ARLINGTON, Va. “ Brian Wynne, president and CEO of the Association for Unmanned Vehicle Systems International (AUVSI), today issued the following statement on the introduction of the Aviation Innovation, Reform, and Reauthorization (AIRR) Act, a six-year reauthorization of the Federal Aviation Administration (FAA). The legislation was introduced by Transportation and Infrastructure Chairman Bill Shuster (R-PA) and Aviation Subcommittee Chairman Frank LoBiondo (R-NJ).
While we are still reviewing the specifics of the FAA reauthorization bill, we want to thank Chairmen Shuster and LoBiondo for recognizing the importance of commercial UAS operations and the need to move toward full integration into the national airspace. AUVSI is committed to ensuring that UAS are integrated in a manner that ensures the safety of all aircraft “ manned and unmanned. The FAA reauthorization is critical for expanding the commercial use of UAS that pose no additional risk to the nation's airspace.
The legislation includes provisions that AUVSI has been advocating during the last year. These policies will accelerate the safe use of commercial UAS as well as expand collaborative research and operational efforts. First, the bill seeks to expedite the safe deployment of commercial UAS by creating a risk-based permitting process.

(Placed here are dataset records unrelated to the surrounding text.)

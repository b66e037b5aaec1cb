//! Frame adapter: presents a playing video as a periodically refreshed bitmap.
//!
//! [`LiveBitmap`] is a wrapper around one video-backed scene object. It
//! holds the object id, a [`VideoSource`], the scratch buffer frames are
//! copied into, and the handle of the pending per-frame callback. It knows
//! nothing about the DOM: the browser host supplies an `HtmlVideoElement`
//! source and `requestAnimationFrame` handles, tests supply fakes.
//!
//! The refresh loop is driven from outside. Each time the host's frame
//! callback fires it calls [`LiveBitmap::on_frame`], which swaps in a new
//! bitmap at most once per refresh interval and registers the next callback
//! while playback continues. Pending callbacks are cancelled by dropping
//! their handle, so pausing or disposing can never leave one behind.

#[cfg(test)]
#[path = "video_test.rs"]
mod video_test;

use crate::doc::ObjectId;
use crate::error::CanvasError;

/// A decoded, seekable video plus the surfaces its frames are drawn to.
pub trait VideoSource {
    /// Off-screen buffer a frame is copied into before it is presented.
    type Buffer;

    /// Natural `(width, height)` of the video in pixels.
    fn dimensions(&self) -> (u32, u32);

    /// Start or resume playback.
    ///
    /// # Errors
    ///
    /// [`CanvasError::Playback`] if the source refuses to play.
    fn play(&mut self) -> Result<(), CanvasError>;

    fn pause(&mut self);

    fn volume(&self) -> f64;

    /// Set the volume; callers pass values already clamped to `[0, 1]`.
    fn set_volume(&mut self, volume: f64);

    fn muted(&self) -> bool;

    fn set_muted(&mut self, muted: bool);

    /// Allocate the scratch buffer.
    ///
    /// # Errors
    ///
    /// [`CanvasError::ContextUnavailable`] if no buffer can be acquired.
    fn create_buffer(&self) -> Result<Self::Buffer, CanvasError>;

    /// Copy the frame currently on screen into `buffer`.
    ///
    /// # Errors
    ///
    /// Propagates drawing failures from the underlying surface.
    fn copy_frame(&self, buffer: &mut Self::Buffer) -> Result<(), CanvasError>;

    /// Make `buffer` the object's visible bitmap.
    ///
    /// # Errors
    ///
    /// Propagates drawing failures from the underlying surface.
    fn present(&mut self, buffer: &Self::Buffer) -> Result<(), CanvasError>;

    /// Release the element, decoded data, and any temporary URL.
    fn release(&mut self);
}

/// Playback lifecycle of a live bitmap.
#[derive(Debug, Clone, Copy, PartialEq, Eq)]
pub enum PlaybackState {
    Paused,
    Playing,
    /// Resources released; every further call is a no-op.
    Disposed,
}

/// What a single frame callback did.
#[derive(Debug, Clone, Copy, PartialEq, Eq)]
pub enum FrameOutcome {
    /// A new bitmap was presented; the object is dirty.
    Swapped,
    /// Too soon since the last swap; nothing changed.
    Skipped,
    /// Playback is not running; the loop has ended.
    Stopped,
}

/// A video-backed bitmap and its refresh loop.
///
/// `H` is the handle of a pending frame callback. Dropping it must cancel
/// the callback.
pub struct LiveBitmap<S: VideoSource, H> {
    id: ObjectId,
    source: S,
    scratch: Option<S::Buffer>,
    frame: Option<H>,
    state: PlaybackState,
    interval_ms: f64,
    last_swap_ms: Option<f64>,
    swaps: u64,
}

impl<S: VideoSource, H> LiveBitmap<S, H> {
    /// Wrap `source` for scene object `id` and present its first frame.
    ///
    /// # Errors
    ///
    /// [`CanvasError::Decode`] if the source reports an empty frame size;
    /// buffer and drawing errors from the source.
    pub fn create(id: ObjectId, mut source: S, interval_ms: f64) -> Result<Self, CanvasError> {
        let (width, height) = source.dimensions();
        if width < 1 || height < 1 {
            source.release();
            return Err(CanvasError::Decode(format!("video reports {width}x{height} frames")));
        }
        let mut scratch = match source.create_buffer() {
            Ok(buffer) => buffer,
            Err(e) => {
                source.release();
                return Err(e);
            }
        };
        if let Err(e) = source.copy_frame(&mut scratch).and_then(|()| source.present(&scratch)) {
            source.release();
            return Err(e);
        }
        Ok(Self {
            id,
            source,
            scratch: Some(scratch),
            frame: None,
            state: PlaybackState::Paused,
            interval_ms,
            last_swap_ms: None,
            swaps: 0,
        })
    }

    #[must_use]
    pub fn id(&self) -> ObjectId {
        self.id
    }

    #[must_use]
    pub fn state(&self) -> PlaybackState {
        self.state
    }

    #[must_use]
    pub fn is_playing(&self) -> bool {
        self.state == PlaybackState::Playing
    }

    /// Number of bitmaps swapped in by the refresh loop.
    #[must_use]
    pub fn swaps(&self) -> u64 {
        self.swaps
    }

    /// Whether a frame callback is currently registered.
    #[must_use]
    pub fn has_pending_frame(&self) -> bool {
        self.frame.is_some()
    }

    /// Start playback and the refresh loop. `request_frame` registers the
    /// first frame callback.
    ///
    /// # Errors
    ///
    /// Playback or scheduling failures; the bitmap stays paused.
    pub fn play(&mut self, request_frame: impl FnOnce() -> Result<H, CanvasError>) -> Result<(), CanvasError> {
        if self.state != PlaybackState::Paused {
            return Ok(());
        }
        self.source.play()?;
        match request_frame() {
            Ok(handle) => {
                self.frame = Some(handle);
                self.state = PlaybackState::Playing;
                Ok(())
            }
            Err(e) => {
                self.source.pause();
                Err(e)
            }
        }
    }

    /// Pause playback and cancel the pending frame callback.
    pub fn pause(&mut self) {
        if self.state != PlaybackState::Playing {
            return;
        }
        self.source.pause();
        self.frame = None;
        self.state = PlaybackState::Paused;
    }

    /// Flip between playing and paused. Returns whether it is now playing.
    ///
    /// # Errors
    ///
    /// See [`play`](Self::play).
    pub fn toggle(&mut self, request_frame: impl FnOnce() -> Result<H, CanvasError>) -> Result<bool, CanvasError> {
        if self.is_playing() {
            self.pause();
        } else {
            self.play(request_frame)?;
        }
        Ok(self.is_playing())
    }

    /// Handle one display-frame callback.
    ///
    /// The fired handle is consumed. While playing, the next callback is
    /// registered through `request_frame`, and a new bitmap is presented if
    /// at least one refresh interval has passed since the previous swap.
    ///
    /// # Errors
    ///
    /// Scheduling failures pause playback. Frame-copy failures are returned
    /// but leave the loop running so the next frame can retry.
    pub fn on_frame(
        &mut self,
        now_ms: f64,
        request_frame: impl FnOnce() -> Result<H, CanvasError>,
    ) -> Result<FrameOutcome, CanvasError> {
        self.frame = None;
        if self.state != PlaybackState::Playing {
            return Ok(FrameOutcome::Stopped);
        }
        match request_frame() {
            Ok(handle) => self.frame = Some(handle),
            Err(e) => {
                self.pause();
                return Err(e);
            }
        }
        let due = self.last_swap_ms.map_or(true, |last| now_ms - last >= self.interval_ms);
        if !due {
            return Ok(FrameOutcome::Skipped);
        }
        let Some(scratch) = self.scratch.as_mut() else {
            return Err(CanvasError::ContextUnavailable("video scratch buffer"));
        };
        self.source.copy_frame(scratch)?;
        self.source.present(scratch)?;
        self.last_swap_ms = Some(now_ms);
        self.swaps += 1;
        Ok(FrameOutcome::Swapped)
    }

    #[must_use]
    pub fn volume(&self) -> f64 {
        self.source.volume()
    }

    /// Set the volume, clamped to `[0, 1]`. Non-finite values are ignored.
    pub fn set_volume(&mut self, volume: f64) {
        if !volume.is_finite() {
            log::warn!("ignoring non-finite volume for video {}", self.id);
            return;
        }
        self.source.set_volume(volume.clamp(0.0, 1.0));
    }

    #[must_use]
    pub fn muted(&self) -> bool {
        self.source.muted()
    }

    pub fn set_muted(&mut self, muted: bool) {
        self.source.set_muted(muted);
    }

    /// Stop playback, cancel the refresh loop, and release the source and
    /// scratch buffer. Safe to call more than once.
    pub fn dispose(&mut self) {
        if self.state == PlaybackState::Disposed {
            return;
        }
        self.pause();
        self.frame = None;
        self.source.release();
        self.scratch = None;
        self.state = PlaybackState::Disposed;
        log::debug!("disposed video {} after {} swaps", self.id, self.swaps);
    }
}

impl<S: VideoSource, H> Drop for LiveBitmap<S, H> {
    fn drop(&mut self) {
        self.dispose();
    }
}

A flexible regulatory framework for UAS will allow the FAA to accommodate innovation, rather than require new rules each time a new technology emerges.
Second, the bill calls for an advisory committee to focus on developing a UAS traffic management system that will help integrate UAS into the existing national airspace infrastructure and ensure the continued safety of the airspace.
While these provisions are helpful for the safe and efficient development of UAS throughout the country, we look forward to working with the members of the committee to enhance the UAS sections.
As the Congress addresses FAA reauthorization, the FAA needs to continue its work to finalize its long-awaited rule for small UAS. Putting the rule in place will provide a clear regulatory framework around UAS and allow for more widespread commercial use. UAS have already transformed the way some businesses operate and created several new companies across the nation. During the first decade following UAS integration, the industry is forecast to create more than 100,000 jobs and provide more than $82 billion in economic impact. With the right regulatory environment, there's no question these numbers could go higher.
Earlier this week, AUVSI released its priorities for FAA reauthorization, many of which are addressed in the bill.
The Association for Unmanned Vehicle Systems International (AUVSI) ” the world’s largest nonprofit organization dedicated to the advancement of unmanned systems and robotics ” represents more than 7,500 members from more than 60 countries involved in the fields of government, industry and academia. AUVSI members work in the defense, civil and commercial markets.